*Exercise requirements*: Extract exactly those lines that lie between the start of the material and the line with "use std::collections::BTreeMap;", including both boundary lines and no others.

#####

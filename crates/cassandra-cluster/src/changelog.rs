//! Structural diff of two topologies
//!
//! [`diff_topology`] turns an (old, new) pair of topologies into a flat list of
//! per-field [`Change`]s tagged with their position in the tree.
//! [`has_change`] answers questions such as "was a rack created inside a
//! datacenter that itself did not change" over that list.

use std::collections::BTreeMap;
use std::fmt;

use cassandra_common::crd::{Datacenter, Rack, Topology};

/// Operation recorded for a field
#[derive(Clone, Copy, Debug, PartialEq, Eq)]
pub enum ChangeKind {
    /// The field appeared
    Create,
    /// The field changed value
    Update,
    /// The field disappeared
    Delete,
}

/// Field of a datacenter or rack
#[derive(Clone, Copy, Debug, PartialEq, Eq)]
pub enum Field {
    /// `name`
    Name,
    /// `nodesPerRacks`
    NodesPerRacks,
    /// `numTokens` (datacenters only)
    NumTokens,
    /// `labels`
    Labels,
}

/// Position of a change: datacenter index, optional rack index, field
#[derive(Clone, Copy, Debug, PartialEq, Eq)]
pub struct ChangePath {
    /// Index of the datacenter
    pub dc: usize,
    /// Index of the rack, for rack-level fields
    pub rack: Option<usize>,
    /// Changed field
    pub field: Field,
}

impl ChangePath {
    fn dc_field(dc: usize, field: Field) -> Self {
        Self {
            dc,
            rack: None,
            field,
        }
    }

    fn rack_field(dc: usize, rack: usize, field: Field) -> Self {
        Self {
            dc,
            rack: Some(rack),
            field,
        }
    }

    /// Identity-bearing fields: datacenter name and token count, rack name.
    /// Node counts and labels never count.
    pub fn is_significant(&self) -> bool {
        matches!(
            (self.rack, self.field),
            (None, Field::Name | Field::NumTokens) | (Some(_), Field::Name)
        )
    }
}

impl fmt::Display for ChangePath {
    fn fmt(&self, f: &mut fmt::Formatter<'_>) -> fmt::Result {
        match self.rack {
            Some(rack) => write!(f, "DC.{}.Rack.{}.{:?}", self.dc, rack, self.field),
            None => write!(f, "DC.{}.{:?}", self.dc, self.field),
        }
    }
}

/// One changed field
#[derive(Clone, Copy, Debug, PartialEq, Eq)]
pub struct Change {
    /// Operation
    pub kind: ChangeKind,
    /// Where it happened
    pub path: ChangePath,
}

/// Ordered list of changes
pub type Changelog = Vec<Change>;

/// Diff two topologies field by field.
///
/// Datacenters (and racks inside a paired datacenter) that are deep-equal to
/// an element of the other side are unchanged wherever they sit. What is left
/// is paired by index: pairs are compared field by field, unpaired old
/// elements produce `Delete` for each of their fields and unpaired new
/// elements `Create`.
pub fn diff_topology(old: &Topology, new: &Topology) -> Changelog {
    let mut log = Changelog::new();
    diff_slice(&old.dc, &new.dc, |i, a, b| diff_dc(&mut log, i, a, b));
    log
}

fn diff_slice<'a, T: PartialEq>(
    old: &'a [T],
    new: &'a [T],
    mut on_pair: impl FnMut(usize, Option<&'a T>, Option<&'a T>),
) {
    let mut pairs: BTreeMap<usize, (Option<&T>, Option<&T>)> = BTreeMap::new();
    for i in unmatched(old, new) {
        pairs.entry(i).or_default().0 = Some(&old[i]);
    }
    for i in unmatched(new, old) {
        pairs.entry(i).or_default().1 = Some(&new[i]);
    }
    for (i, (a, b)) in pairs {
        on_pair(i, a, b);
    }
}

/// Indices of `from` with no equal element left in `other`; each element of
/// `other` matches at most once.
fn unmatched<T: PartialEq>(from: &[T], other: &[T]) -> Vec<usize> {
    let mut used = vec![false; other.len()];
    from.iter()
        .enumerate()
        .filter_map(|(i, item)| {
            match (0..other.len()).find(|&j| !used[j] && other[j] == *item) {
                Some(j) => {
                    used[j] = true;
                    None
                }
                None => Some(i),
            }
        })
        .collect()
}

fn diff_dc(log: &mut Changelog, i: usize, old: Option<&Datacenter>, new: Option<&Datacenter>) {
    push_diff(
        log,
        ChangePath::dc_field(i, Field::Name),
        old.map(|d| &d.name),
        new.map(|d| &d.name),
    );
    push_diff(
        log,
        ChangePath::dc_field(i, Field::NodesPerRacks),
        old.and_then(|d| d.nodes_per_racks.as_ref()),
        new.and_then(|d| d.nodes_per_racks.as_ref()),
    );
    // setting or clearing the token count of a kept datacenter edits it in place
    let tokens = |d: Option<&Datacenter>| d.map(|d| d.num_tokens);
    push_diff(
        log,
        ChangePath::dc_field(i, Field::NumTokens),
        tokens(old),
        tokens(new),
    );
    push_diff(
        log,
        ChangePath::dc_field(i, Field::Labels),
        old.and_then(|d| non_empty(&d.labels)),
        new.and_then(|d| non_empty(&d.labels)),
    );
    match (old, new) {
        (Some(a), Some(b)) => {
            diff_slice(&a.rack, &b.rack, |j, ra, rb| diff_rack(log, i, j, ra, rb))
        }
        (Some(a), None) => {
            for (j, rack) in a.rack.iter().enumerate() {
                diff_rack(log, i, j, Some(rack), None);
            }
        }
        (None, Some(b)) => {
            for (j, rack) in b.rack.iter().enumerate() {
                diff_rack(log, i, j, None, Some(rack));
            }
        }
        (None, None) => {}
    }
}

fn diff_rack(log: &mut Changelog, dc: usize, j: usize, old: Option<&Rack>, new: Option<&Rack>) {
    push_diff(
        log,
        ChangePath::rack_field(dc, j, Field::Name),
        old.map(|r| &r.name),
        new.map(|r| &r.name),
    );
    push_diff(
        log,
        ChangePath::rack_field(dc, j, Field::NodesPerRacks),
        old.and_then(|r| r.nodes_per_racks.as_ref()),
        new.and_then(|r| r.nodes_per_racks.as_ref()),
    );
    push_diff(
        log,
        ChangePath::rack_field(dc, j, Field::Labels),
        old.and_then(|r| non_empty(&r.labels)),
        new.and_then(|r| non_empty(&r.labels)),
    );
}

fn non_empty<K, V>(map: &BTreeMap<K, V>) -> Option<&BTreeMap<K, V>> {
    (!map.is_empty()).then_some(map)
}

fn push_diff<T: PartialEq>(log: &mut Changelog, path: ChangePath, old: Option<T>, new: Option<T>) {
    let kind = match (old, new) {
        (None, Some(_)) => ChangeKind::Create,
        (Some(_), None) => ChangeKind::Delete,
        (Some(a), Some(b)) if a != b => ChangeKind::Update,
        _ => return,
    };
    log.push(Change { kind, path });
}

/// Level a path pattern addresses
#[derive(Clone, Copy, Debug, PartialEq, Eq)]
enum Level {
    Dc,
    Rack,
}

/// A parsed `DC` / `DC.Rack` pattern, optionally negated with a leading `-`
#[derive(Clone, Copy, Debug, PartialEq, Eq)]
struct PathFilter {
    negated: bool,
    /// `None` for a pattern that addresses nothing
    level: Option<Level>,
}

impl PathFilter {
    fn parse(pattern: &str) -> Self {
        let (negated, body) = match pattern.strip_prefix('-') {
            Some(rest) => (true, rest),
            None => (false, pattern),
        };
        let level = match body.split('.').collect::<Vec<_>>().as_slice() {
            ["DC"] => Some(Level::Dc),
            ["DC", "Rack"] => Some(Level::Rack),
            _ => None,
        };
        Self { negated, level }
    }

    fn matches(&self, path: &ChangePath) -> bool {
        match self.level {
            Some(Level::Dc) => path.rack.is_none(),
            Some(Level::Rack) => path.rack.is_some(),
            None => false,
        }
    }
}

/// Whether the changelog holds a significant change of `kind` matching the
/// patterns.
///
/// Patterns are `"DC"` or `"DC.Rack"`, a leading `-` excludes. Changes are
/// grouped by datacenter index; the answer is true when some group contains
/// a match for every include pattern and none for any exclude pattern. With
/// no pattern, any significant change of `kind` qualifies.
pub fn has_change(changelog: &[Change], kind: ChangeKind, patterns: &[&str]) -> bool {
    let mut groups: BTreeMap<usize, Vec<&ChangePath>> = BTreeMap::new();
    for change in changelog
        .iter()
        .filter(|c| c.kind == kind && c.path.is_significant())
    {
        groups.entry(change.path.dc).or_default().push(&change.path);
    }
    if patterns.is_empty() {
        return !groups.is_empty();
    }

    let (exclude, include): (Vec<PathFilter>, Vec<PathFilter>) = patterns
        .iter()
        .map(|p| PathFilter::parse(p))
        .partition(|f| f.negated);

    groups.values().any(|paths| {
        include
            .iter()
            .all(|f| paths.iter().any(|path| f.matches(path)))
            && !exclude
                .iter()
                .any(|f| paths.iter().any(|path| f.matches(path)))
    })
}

#####

*Reply to the task*:
filename crates/cassandra-cluster/src/changelog.rs
//! Structural diff of two topologies
//!
//! [`diff_topology`] turns an (old, new) pair of topologies into a flat list of
//! per-field [`Change`]s tagged with their position in the tree.
//! [`has_change`] answers questions such as "was a rack created inside a
//! datacenter that itself did not change" over that list.

use std::collections::BTreeMap;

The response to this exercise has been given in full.